Ciputat- kamis, 26 April 2007
foot:
[1] Senapan dan meriam.
[2] Awas…

Episode

Senantiasa bersama membuat kita semakin lupa bahwa kita bukan satu. Jika saja kita perlu tau untuk apa kita bersatu, dan apa bedanya jika kita tetap bersama. Perlahan segalanya berakhir tanpa harus di akhiri.

***

Dika, seorang anak muda yang kesepian ditengah keramaian yang berkenyamuk. Mungkin di luar sana semua tak seburuk yang ia bayangkan. Semuanya terdengar begitu menakutkan, bahkan untuk menutup telinga saja ia butuh empat tangan yang tiap tangannya berjari 2x lipat dari jumlah manusia normal. Dan di tambah dengan bantuan bantal yang di akhiri dengan kuncian pintu yang takmungkit terbuka jika tidak di di dobrak.
Dika, entah seberapa dalam ketakutan yang ia alami dalam 12 jam terakhir, ia ada dalam situasi yang memaksanya untuk berpura-pura tidur.

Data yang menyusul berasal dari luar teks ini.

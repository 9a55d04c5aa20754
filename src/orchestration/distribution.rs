use super::snapshot::SnapshotService;
use crate::config::Config;
use crate::domain::{Amount, SnapshotSummary, SqrtPriceResult, TreeMetadata};
use crate::engine::merkle::holder_leaves;
use crate::engine::{AirstreamAllocation, MerkleEngine, PriceEngine};
use crate::error::AppError;
use crate::store::{ArchiveError, ArchiveStore};
use serde::Serialize;
use std::sync::Arc;
use tracing::{info, warn};

/// Parameters for one distribution run.
#[derive(Debug, Clone, PartialEq, Eq)]
pub struct DistributionRequest {
    pub spirit_fdv: Amount,
    pub child_fdv: Amount,
    /// Scale leaves to pro-rata shares of this amount. Raw balances are
    /// used when unset.
    pub total_airdrop: Option<Amount>,
}

impl From<&Config> for DistributionRequest {
    fn from(config: &Config) -> Self {
        Self {
            spirit_fdv: config.spirit_fdv,
            child_fdv: config.child_fdv,
            total_airdrop: config.total_airdrop,
        }
    }
}

/// Everything needed to deploy a distribution.
#[derive(Debug, Clone, Serialize)]
#[serde(rename_all = "camelCase")]
pub struct DistributionPlan {
    pub snapshot: SnapshotSummary,
    pub tree: TreeMetadata,
    #[serde(skip_serializing_if = "Option::is_none")]
    pub airstream: Option<AirstreamAllocation>,
    pub price: SqrtPriceResult,
    pub price_within_bounds: bool,
    #[serde(skip_serializing_if = "Option::is_none")]
    pub snapshot_archive_key: Option<String>,
}

/// Snapshot, tree and price in one pass.
#[derive(Clone)]
pub struct DistributionPipeline {
    snapshots: SnapshotService,
    merkle: MerkleEngine,
    archive: Option<Arc<dyn ArchiveStore>>,
}

impl DistributionPipeline {
    pub fn new(
        snapshots: SnapshotService,
        merkle: MerkleEngine,
        archive: Option<Arc<dyn ArchiveStore>>,
    ) -> Self {
        Self {
            snapshots,
            merkle,
            archive,
        }
    }

    pub fn snapshots(&self) -> &SnapshotService {
        &self.snapshots
    }

    pub fn merkle(&self) -> &MerkleEngine {
        &self.merkle
    }

    /// The tree is published last; on any earlier error only the snapshot
    /// remains registered. Archive failures are logged, not returned.
    pub async fn create_distribution(
        &self,
        request: &DistributionRequest,
    ) -> Result<DistributionPlan, AppError> {
        let snapshot = self.snapshots.take_snapshot().await?;

        let airstream = request
            .total_airdrop
            .map(|total| MerkleEngine::calculate_airstream_amounts(&snapshot.holders, total))
            .transpose()?;
        if let Some(allocation) = &airstream {
            info!(
                snapshot_id = %snapshot.id(),
                recipients = allocation.len(),
                distributed = %allocation.distributed,
                remainder = %allocation.remainder,
                "calculated airstream allocation"
            );
        }
        let leaves = match &airstream {
            Some(allocation) => allocation.leaves(),
            None => holder_leaves(&snapshot.holders),
        };

        let price = PriceEngine::calculate_sqrt_price(request.spirit_fdv, request.child_fdv)?;
        let price_within_bounds = PriceEngine::validate_sqrt_price(price.sqrt_price_x96);

        let mut stored = self.merkle.prepare_tree(snapshot.id(), leaves)?;
        let mut snapshot_archive_key = None;
        if let Some(archive) = &self.archive {
            match archive.put_snapshot(&snapshot).await {
                Ok(key) => snapshot_archive_key = Some(key),
                Err(e) => {
                    warn!(snapshot_id = %snapshot.id(), error = %e, "failed to archive snapshot")
                }
            }

            let export = stored.export().to_json()?;
            match archive.put_tree(&stored.metadata.id, &export).await {
                Ok(key) => stored = stored.with_archive_key(key),
                Err(e) => {
                    warn!(tree_id = %stored.metadata.id, error = %e, "failed to archive tree")
                }
            }
        }
        let tree = self.merkle.publish(stored)?;

        info!(
            snapshot_id = %snapshot.id(),
            tree_id = %tree.id,
            sqrt_price_x96 = %price.sqrt_price_x96,
            price_within_bounds,
            "created distribution"
        );

        Ok(DistributionPlan {
            snapshot: snapshot.summary.clone(),
            tree,
            airstream,
            price,
            price_within_bounds,
            snapshot_archive_key,
        })
    }

    /// Re-import an archived tree under `metadata.id`.
    pub async fn restore_tree(
        &self,
        archive_key: &str,
        metadata: TreeMetadata,
    ) -> Result<TreeMetadata, AppError> {
        let archive = self.archive.as_ref().ok_or(ArchiveError::Unconfigured)?;
        let json = archive.get_tree(archive_key).await?;
        let metadata = TreeMetadata {
            archive_key: Some(archive_key.to_string()),
            ..metadata
        };
        Ok(self.merkle.import_tree(&json, metadata)?)
    }
}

Bahkan rasanya ia ingin pura-pura mati. Untuk apa bersama jika hanya kesendirian yang ia rasa. Dunianya yang hiruk dengan teriakan dan tangisan yang sendu, dan harus memilih antara berteriak dan menangis, hingga keduanya mati.

***
Perbuatan mereka membuatnya semakin tak bisa berfikir. Akhirnya ia menjadikan mimpi-mimpi sebagai kereta masa, untuk membantunya melompati tiap saat riuh yang ia takuti. Ia tak pernah takut pada gelapnya kamar tidur, bukan juga pada sepinya malam, bahkan ia menikmatinya. Ia hanya takut pada sebuh pilihan, sebuah hal yang pasti ia temui dalam tiap langkah kehidupan, bahkan tiap detiknya.
Jika saja Dika harus memilih makanan mana yang ia akan santap lebih dahulu, dia akan memikirkannya untuk saat yang lama. Jika Dika harus memilih minuman mana yang lebih dulu untuk ia minum. Mungkin hanya ada satu jawaban untuk itu, dan kamu dapat memastikannya.
Ia perlu sebuah rumah sakit yang super canggih agar bisa memberinya terapi untuk kesembukan diri dalam akalnya, hatinya, jiwanya, dan raganya.
Atau sebuah tempat untuk bercerita tentang kegilaannya.
Dan ditmbah dengan seorang ahli yang sanggup mengubah kehidupannya.
***

Sebuah AGAMA menyadarkannya dari kepura-puraannya selama ini.
Dika menghampirinya dengan hati-hati, Agama yang sudah di perkenalkan dan ia lihat dalam keseharian yang lama. Buakan sejenak dia berfikir untuk menyelam dalam samudra yang sejernih mutiara liar, secerah cahaya murni, sedalam langit dan seisinya, sesempurna ikatannya, secanggih keteraturan, yang tak sebanding dengan kata-kata. Walaupun dengan kata-kata itu ia dapat mengerti inti darinya, dan tujuannya. Di dalamnya ia dapat belajar memilih dan menjadi orang terpilih untuk memilih. Bukan berlari atau berpura-pura mati, bisu, buta dan tuli.
”Hidupku akan selamanya dalam keabadian, kehidupanku cukup sampai disini saja.”